- _Aim of the task_
Please copy each line of the records below that includes the word "fillers".

[Data excerpts]
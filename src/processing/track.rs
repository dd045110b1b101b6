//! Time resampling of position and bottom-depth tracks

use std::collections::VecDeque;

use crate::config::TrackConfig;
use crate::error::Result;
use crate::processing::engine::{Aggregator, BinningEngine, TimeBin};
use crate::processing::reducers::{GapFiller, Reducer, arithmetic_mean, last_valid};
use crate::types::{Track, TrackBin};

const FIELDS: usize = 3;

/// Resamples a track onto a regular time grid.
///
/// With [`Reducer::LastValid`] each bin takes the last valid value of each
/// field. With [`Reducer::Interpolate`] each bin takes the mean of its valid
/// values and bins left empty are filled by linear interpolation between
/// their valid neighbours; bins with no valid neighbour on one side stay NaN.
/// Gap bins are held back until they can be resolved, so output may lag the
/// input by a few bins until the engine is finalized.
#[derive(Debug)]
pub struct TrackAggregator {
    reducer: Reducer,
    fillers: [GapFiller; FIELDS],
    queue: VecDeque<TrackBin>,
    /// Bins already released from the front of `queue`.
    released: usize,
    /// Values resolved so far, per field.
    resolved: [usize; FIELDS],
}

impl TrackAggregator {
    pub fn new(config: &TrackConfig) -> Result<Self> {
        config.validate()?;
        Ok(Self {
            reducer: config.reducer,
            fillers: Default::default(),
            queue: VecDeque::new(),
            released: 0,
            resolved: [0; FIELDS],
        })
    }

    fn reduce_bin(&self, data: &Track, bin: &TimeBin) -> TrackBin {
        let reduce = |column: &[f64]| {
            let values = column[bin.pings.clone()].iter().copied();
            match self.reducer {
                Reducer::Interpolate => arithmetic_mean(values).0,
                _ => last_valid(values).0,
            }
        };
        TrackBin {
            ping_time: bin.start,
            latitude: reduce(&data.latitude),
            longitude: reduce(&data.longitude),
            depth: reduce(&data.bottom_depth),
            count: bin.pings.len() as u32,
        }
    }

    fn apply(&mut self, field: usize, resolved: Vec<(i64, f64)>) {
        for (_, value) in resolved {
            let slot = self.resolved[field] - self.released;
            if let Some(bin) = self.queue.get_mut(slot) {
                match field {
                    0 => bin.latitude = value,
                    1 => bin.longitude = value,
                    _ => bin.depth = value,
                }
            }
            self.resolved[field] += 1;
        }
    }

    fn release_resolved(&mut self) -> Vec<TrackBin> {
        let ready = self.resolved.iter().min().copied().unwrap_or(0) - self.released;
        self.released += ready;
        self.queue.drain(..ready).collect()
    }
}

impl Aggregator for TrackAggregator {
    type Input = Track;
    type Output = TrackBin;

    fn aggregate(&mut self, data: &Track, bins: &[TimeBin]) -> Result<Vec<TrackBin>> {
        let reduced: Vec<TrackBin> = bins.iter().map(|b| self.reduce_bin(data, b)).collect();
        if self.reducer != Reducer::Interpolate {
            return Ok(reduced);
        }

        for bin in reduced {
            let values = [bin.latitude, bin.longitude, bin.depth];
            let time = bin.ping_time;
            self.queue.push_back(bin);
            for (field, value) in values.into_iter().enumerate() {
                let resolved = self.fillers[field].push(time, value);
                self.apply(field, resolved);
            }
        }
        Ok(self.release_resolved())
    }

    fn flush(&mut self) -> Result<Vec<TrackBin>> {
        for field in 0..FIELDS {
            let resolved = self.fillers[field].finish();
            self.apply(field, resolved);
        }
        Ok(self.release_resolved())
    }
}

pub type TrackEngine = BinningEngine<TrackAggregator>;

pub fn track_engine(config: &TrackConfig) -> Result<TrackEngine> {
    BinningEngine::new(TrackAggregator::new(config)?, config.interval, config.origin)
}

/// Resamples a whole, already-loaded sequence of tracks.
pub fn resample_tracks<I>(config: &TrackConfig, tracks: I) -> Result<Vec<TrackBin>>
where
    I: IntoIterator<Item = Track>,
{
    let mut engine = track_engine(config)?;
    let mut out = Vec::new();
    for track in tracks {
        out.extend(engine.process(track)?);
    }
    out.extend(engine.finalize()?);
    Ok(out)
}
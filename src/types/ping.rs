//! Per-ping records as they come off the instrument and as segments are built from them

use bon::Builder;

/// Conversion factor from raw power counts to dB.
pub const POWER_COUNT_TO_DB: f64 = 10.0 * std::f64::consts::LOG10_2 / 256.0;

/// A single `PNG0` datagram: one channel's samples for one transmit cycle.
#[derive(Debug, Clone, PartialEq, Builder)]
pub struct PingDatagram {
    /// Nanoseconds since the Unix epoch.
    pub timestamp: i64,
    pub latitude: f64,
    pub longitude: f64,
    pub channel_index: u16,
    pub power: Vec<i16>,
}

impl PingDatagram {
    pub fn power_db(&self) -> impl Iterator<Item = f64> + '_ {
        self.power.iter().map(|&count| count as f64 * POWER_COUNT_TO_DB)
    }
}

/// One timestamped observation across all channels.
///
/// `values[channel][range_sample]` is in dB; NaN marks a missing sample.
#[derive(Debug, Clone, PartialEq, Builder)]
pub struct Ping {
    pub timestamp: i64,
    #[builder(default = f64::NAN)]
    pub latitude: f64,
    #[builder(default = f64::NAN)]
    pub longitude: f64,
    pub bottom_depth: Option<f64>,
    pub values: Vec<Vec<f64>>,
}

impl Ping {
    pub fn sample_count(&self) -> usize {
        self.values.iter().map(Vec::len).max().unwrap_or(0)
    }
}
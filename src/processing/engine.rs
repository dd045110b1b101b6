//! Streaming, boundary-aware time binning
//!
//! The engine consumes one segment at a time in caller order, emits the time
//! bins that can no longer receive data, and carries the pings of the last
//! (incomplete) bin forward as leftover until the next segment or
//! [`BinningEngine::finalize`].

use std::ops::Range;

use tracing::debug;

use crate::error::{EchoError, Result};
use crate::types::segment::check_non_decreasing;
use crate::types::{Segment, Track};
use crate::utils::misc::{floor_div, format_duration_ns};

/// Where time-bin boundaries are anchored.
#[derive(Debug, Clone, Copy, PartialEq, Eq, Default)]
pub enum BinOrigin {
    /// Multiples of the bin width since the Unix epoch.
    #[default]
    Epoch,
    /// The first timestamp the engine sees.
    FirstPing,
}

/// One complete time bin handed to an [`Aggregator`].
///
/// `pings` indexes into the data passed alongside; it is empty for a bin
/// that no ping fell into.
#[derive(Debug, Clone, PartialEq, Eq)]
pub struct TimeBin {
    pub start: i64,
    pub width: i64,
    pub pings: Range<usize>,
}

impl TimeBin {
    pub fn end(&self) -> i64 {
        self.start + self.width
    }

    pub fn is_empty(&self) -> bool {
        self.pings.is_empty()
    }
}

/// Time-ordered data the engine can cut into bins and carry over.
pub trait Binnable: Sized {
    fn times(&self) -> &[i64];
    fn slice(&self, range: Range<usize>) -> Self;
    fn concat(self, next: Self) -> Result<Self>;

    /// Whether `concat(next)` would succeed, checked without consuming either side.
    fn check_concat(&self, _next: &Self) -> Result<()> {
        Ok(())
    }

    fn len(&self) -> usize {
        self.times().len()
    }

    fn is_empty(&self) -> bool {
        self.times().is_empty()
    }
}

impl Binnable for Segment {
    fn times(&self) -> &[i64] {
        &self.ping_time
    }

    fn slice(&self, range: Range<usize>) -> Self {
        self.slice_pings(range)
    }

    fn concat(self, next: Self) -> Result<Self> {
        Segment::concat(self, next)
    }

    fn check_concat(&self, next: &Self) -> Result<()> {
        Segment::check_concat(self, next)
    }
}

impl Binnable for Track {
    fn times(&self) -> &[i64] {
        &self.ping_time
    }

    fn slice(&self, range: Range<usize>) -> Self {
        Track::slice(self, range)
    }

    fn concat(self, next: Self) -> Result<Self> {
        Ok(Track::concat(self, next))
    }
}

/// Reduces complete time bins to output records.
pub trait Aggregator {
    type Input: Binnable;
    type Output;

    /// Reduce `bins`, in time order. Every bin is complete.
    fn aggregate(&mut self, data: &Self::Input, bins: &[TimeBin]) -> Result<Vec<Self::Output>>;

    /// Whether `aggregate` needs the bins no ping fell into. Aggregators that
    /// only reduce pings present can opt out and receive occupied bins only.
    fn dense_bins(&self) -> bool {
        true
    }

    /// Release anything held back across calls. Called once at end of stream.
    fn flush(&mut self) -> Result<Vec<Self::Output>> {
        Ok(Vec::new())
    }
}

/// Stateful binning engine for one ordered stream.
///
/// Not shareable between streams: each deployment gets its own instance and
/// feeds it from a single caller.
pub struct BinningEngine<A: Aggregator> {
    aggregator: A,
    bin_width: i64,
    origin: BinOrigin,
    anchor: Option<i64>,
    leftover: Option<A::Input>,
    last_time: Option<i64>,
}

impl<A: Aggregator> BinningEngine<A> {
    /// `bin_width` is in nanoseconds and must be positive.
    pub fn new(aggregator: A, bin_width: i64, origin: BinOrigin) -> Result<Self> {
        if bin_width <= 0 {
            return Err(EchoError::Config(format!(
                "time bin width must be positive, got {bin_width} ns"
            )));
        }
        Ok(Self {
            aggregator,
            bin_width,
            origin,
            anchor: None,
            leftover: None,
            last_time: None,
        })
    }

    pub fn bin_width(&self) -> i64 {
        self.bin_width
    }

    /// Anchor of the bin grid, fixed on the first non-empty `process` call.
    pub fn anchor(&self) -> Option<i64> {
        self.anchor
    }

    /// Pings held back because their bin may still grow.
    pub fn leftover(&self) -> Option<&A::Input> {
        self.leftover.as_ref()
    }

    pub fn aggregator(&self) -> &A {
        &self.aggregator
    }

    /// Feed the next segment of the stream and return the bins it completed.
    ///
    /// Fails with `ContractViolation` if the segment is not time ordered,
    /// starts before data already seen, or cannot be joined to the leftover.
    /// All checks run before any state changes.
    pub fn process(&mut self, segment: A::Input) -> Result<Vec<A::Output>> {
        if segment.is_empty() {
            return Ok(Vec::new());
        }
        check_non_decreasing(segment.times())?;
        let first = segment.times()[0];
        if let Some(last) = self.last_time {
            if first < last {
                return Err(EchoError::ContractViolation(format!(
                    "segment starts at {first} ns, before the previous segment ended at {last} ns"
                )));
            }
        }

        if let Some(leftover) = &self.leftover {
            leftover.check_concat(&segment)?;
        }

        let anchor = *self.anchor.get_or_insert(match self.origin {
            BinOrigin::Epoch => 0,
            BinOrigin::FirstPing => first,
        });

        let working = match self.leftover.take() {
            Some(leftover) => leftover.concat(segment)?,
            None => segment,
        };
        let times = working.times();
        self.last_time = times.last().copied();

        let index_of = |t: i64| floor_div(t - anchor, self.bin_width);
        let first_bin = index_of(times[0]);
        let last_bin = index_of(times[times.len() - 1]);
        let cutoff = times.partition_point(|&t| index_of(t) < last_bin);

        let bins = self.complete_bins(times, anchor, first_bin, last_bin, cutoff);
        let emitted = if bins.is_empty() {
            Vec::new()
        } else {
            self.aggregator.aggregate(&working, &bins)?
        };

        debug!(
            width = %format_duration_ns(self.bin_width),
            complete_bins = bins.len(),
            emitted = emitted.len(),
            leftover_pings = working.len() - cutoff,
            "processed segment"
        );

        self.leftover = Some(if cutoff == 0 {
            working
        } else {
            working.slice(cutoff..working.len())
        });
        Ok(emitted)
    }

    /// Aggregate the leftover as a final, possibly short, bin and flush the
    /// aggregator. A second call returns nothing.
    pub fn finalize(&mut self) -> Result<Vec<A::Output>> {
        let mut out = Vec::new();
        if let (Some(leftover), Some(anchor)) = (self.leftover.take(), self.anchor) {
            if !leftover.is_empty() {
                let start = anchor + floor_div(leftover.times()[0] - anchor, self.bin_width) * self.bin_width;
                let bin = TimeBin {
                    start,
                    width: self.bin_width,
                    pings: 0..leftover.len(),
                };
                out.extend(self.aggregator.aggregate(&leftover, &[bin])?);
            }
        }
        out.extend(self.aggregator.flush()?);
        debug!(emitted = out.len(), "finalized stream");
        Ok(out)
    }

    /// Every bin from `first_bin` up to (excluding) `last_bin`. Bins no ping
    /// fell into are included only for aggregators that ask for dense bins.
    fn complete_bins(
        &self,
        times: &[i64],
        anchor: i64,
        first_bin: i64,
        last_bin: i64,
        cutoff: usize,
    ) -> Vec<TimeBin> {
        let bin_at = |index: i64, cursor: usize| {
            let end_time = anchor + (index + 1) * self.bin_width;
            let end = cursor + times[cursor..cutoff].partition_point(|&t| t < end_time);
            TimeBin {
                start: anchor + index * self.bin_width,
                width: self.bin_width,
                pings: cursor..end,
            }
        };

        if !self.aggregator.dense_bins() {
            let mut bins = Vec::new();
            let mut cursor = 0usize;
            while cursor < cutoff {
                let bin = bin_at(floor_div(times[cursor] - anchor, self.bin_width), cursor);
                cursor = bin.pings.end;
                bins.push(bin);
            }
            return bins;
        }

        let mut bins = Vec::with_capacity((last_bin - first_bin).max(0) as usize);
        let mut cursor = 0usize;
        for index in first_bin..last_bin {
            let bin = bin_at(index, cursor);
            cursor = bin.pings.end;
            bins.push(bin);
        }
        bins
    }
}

- _Answer for this exercise_
    fillers: [GapFiller; FIELDS],
            fillers: Default::default(),
                let resolved = self.fillers[field].push(time, value);
            let resolved = self.fillers[field].finish();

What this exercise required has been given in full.